= TASK DETAILS =
Would you restate word for word the lines of the listing, beginning at the first and ending with the line that holds "let ext = path"?

= EXTRACTED ENTRIES =
//! Mesh export: Wavefront OBJ, binary STL and JSON.

use std::fs::File;
use std::io::{BufWriter, Write};
use std::path::Path;

use tessera_tessellate::MeshArtifact;

use crate::{Error, Result};

/// Export file format, chosen by extension.
#[derive(Debug, Clone, Copy, PartialEq, Eq)]
pub enum ExportFormat {
    /// Wavefront OBJ (`.obj`).
    Obj,
    /// Binary STL (`.stl`).
    Stl,
    /// JSON dump of the mesh artifact (`.json`).
    Json,
}

impl ExportFormat {
    /// Pick the format from a file extension (case-insensitive).
    pub fn from_path(path: impl AsRef<Path>) -> Result<Self> {
        let path = path.as_ref();
        let ext = path
            .extension()
            .and_then(|e| e.to_str())
            .map(|e| e.to_ascii_lowercase());
        match ext.as_deref() {
            Some("obj") => Ok(ExportFormat::Obj),
            Some("stl") => Ok(ExportFormat::Stl),
            Some("json") => Ok(ExportFormat::Json),
            _ => Err(Error::UnsupportedFormat(path.display().to_string())),
        }
    }
}

/// Write the mesh as OBJ text. Normals and texture coordinates are emitted
/// when the mesh has them.
pub fn write_obj<W: Write>(mesh: &MeshArtifact, out: &mut W) -> Result<()> {
    writeln!(out, "# tessera {:?} mesh", mesh.kind)?;
    for v in mesh.vertices.chunks_exact(3) {
        writeln!(out, "v {} {} {}", v[0], v[1], v[2])?;
    }
    for t in mesh.tex_coords.chunks_exact(2) {
        writeln!(out, "vt {} {}", t[0], t[1])?;
    }
    for n in mesh.normals.chunks_exact(3) {
        writeln!(out, "vn {} {} {}", n[0], n[1], n[2])?;
    }

    let has_tex = !mesh.tex_coords.is_empty();
    let has_normals = !mesh.normals.is_empty();
    for tri in mesh.indices.chunks_exact(3) {
        write!(out, "f")?;
        for &i in tri {
            // OBJ indices are 1-based.
            let i = i + 1;
            match (has_tex, has_normals) {
                (true, true) => write!(out, " {i}/{i}/{i}")?,
                (false, true) => write!(out, " {i}//{i}")?,
                (true, false) => write!(out, " {i}/{i}")?,
                (false, false) => write!(out, " {i}")?,
            }
        }
        writeln!(out)?;
    }
    Ok(())
}

/// OBJ text of the mesh.
pub fn to_obj_string(mesh: &MeshArtifact) -> Result<String> {
    let mut buf = Vec::new();
    write_obj(mesh, &mut buf)?;
    String::from_utf8(buf).map_err(|e| Error::Io(std::io::Error::new(std::io::ErrorKind::InvalidData, e)))
}

/// Binary STL bytes of the mesh. Facet normals come from the triangle edges.
///
/// Triangles referencing a vertex past the end of the position buffer are
/// skipped.
pub fn to_stl_bytes(mesh: &MeshArtifact) -> Vec<u8> {
    let vertices = &mesh.vertices;
    let at = |i: u32| {
        let k = i as usize * 3;
        vertices
            .get(k..k + 3)
            .map(|v| [v[0], v[1], v[2]])
    };
    let triangles: Vec<[[f32; 3]; 3]> = mesh
        .indices
        .chunks_exact(3)
        .filter_map(|tri| Some([at(tri[0])?, at(tri[1])?, at(tri[2])?]))
        .collect();
    if triangles.len() != mesh.num_triangles() {
        log::warn!(
            "STL export skipped {} triangles with out-of-range indices",
            mesh.num_triangles() - triangles.len()
        );
    }
    let mut data = Vec::with_capacity(84 + triangles.len() * 50);

    // 80-byte header
    let mut header = [b' '; 80];
    let tag = b"tessera STL export";
    header[..tag.len()].copy_from_slice(tag);
    data.extend_from_slice(&header);
    data.extend_from_slice(&(triangles.len() as u32).to_le_bytes());

    for [v0, v1, v2] in triangles {
        let e1 = [v1[0] - v0[0], v1[1] - v0[1], v1[2] - v0[2]];
        let e2 = [v2[0] - v0[0], v2[1] - v0[1], v2[2] - v0[2]];
        let nx = e1[1] * e2[2] - e1[2] * e2[1];
        let ny = e1[2] * e2[0] - e1[0] * e2[2];
        let nz = e1[0] * e2[1] - e1[1] * e2[0];
        let len = (nx * nx + ny * ny + nz * nz).sqrt();
        let normal = if len > 1e-10 {
            [nx / len, ny / len, nz / len]
        } else {
            [0.0, 0.0, 1.0]
        };

        for v in [normal, v0, v1, v2] {
            for c in v {
                data.extend_from_slice(&c.to_le_bytes());
            }
        }
        // Attribute byte count
        data.extend_from_slice(&0u16.to_le_bytes());
    }

    data
}

/// Check that buffer lengths agree and every index names a vertex.
fn check_mesh(mesh: &MeshArtifact) -> Result<()> {
    if mesh.vertices.len() % 3 != 0 || mesh.indices.len() % 3 != 0 {
        return Err(Error::InvalidMesh(format!(
            "{} position floats and {} indices are not whole triples",
            mesh.vertices.len(),
            mesh.indices.len()
        )));
    }
    let n = mesh.num_vertices();
    if let Some(&bad) = mesh.indices.iter().find(|&&i| i as usize >= n) {
        return Err(Error::InvalidMesh(format!(
            "index {bad} out of range for {n} vertices"
        )));
    }
    let attr_ok = |len: usize, width: usize| len == 0 || len % width == 0;
    if !attr_ok(mesh.normals.len(), 3) || !attr_ok(mesh.tex_coords.len(), 2) {
        return Err(Error::InvalidMesh(
            "normal or texture coordinate buffer is ragged".into(),
        ));
    }
    Ok(())
}

/// Pretty-printed JSON of the mesh artifact.
pub fn to_json(mesh: &MeshArtifact) -> Result<String> {
    Ok(serde_json::to_string_pretty(mesh)?)
}

/// Parse a mesh artifact back from JSON, rejecting ragged buffers and
/// out-of-range indices with [`Error::InvalidMesh`].
pub fn from_json(json: &str) -> Result<MeshArtifact> {
    let mesh: MeshArtifact = serde_json::from_str(json)?;
    check_mesh(&mesh)?;
    Ok(mesh)
}

/// Write the mesh to `path` in the format its extension names.
pub fn export(mesh: &MeshArtifact, path: impl AsRef<Path>) -> Result<()> {
    let path = path.as_ref();
    let format = ExportFormat::from_path(path)?;
    let mut out = BufWriter::new(File::create(path)?);
    match format {
        ExportFormat::Obj => write_obj(mesh, &mut out)?,
        ExportFormat::Stl => out.write_all(&to_stl_bytes(mesh))?,
        ExportFormat::Json => serde_json::to_writer_pretty(&mut out, mesh)?,
    }
    out.flush()?;
    log::debug!(
        "exported {} triangles to {} as {:?}",
        mesh.num_triangles(),
        path.display(),
        format
    );
    Ok(())
}

#[cfg(test)]
mod tests {
    use super::*;
    use crate::{rebuild, rebuild_coarse, Point3, SurfaceDefinition, TessellationConfig};
    use std::fs;

    fn patch() -> SurfaceDefinition {
        let pts = vec![
            Point3::new(0.0, 0.0, 0.0),
            Point3::new(1.0, 0.0, 0.0),
            Point3::new(2.0, 0.0, 0.0),
            Point3::new(0.0, 1.0, 0.0),
            Point3::new(1.0, 1.0, 0.5),
            Point3::new(2.0, 1.0, 0.0),
        ];
        SurfaceDefinition::new(3, 2, 3, 2, pts).with_tessellation(3.0, 2.0)
    }

    #[test]
    fn test_format_from_extension() {
        assert_eq!(ExportFormat::from_path("a/b.OBJ").unwrap(), ExportFormat::Obj);
        assert_eq!(ExportFormat::from_path("mesh.stl").unwrap(), ExportFormat::Stl);
        assert_eq!(ExportFormat::from_path("mesh.json").unwrap(), ExportFormat::Json);
        assert!(matches!(
            ExportFormat::from_path("mesh.glb"),
            Err(Error::UnsupportedFormat(_))
        ));
        assert!(ExportFormat::from_path("mesh").is_err());
    }

    #[test]
    fn test_obj_fine_mesh() {
        let mesh = rebuild(&patch(), &TessellationConfig::default(), None).unwrap();
        let obj = to_obj_string(&mesh).unwrap();
        assert_eq!(obj.lines().filter(|l| l.starts_with("v ")).count(), 6);
        assert_eq!(obj.lines().filter(|l| l.starts_with("vt ")).count(), 6);
        assert_eq!(obj.lines().filter(|l| l.starts_with("vn ")).count(), 6);
        let faces: Vec<_> = obj.lines().filter(|l| l.starts_with("f ")).collect();
        assert_eq!(faces.len(), 4);
        assert_eq!(faces[0], "f 1/1/1 2/2/2 4/4/4");
    }

    #[test]
    fn test_obj_coarse_mesh_positions_only() {
        let mesh = rebuild_coarse(&patch()).unwrap();
        let obj = to_obj_string(&mesh).unwrap();
        assert!(obj.starts_with("# tessera Coarse mesh"));
        assert!(!obj.contains("vn "));
        assert!(obj.lines().any(|l| l == "f 1 2 4"));
    }

    #[test]
    fn test_stl_layout() {
        let mesh = rebuild(&patch(), &TessellationConfig::default(), None).unwrap();
        let stl = to_stl_bytes(&mesh);
        assert_eq!(stl.len(), 84 + 4 * 50);
        assert!(stl.starts_with(b"tessera STL export"));
        assert_eq!(u32::from_le_bytes([stl[80], stl[81], stl[82], stl[83]]), 4);
    }

    #[test]
    fn test_json_round_trip() {
        let mesh = rebuild(&patch(), &TessellationConfig::default(), None).unwrap();
        let json = to_json(&mesh).unwrap();
        assert!(json.contains("\"kind\": \"fine\""));
        assert_eq!(from_json(&json).unwrap(), mesh);
    }

    #[test]
    fn test_from_json_rejects_out_of_range_index() {
        let mut mesh = rebuild(&patch(), &TessellationConfig::default(), None).unwrap();
        mesh.indices[4] = 99;
        let json = to_json(&mesh).unwrap();
        assert!(matches!(from_json(&json), Err(Error::InvalidMesh(_))));

        // Writing the same artifact drops the bad triangle instead of panicking.
        let stl = to_stl_bytes(&mesh);
        assert_eq!(u32::from_le_bytes([stl[80], stl[81], stl[82], stl[83]]), 3);
        assert_eq!(stl.len(), 84 + 3 * 50);
    }

    #[test]
    fn test_export_writes_file() {
        let mesh = rebuild(&patch(), &TessellationConfig::default(), None).unwrap();
        let path = std::env::temp_dir().join(format!("tessera_export_{}.stl", std::process::id()));
        export(&mesh, &path).unwrap();
        assert_eq!(fs::read(&path).unwrap(), to_stl_bytes(&mesh));
        fs::remove_file(&path).unwrap();
    }
}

= WRITTEN RESPONSE =
//! Mesh export: Wavefront OBJ, binary STL and JSON.

use std::fs::File;
use std::io::{BufWriter, Write};
use std::path::Path;

use tessera_tessellate::MeshArtifact;

use crate::{Error, Result};

/// Export file format, chosen by extension.
#[derive(Debug, Clone, Copy, PartialEq, Eq)]
pub enum ExportFormat {
    /// Wavefront OBJ (`.obj`).
    Obj,
    /// Binary STL (`.stl`).
    Stl,
    /// JSON dump of the mesh artifact (`.json`).
    Json,
}

impl ExportFormat {
    /// Pick the format from a file extension (case-insensitive).
    pub fn from_path(path: impl AsRef<Path>) -> Result<Self> {
        let path = path.as_ref();
        let ext = path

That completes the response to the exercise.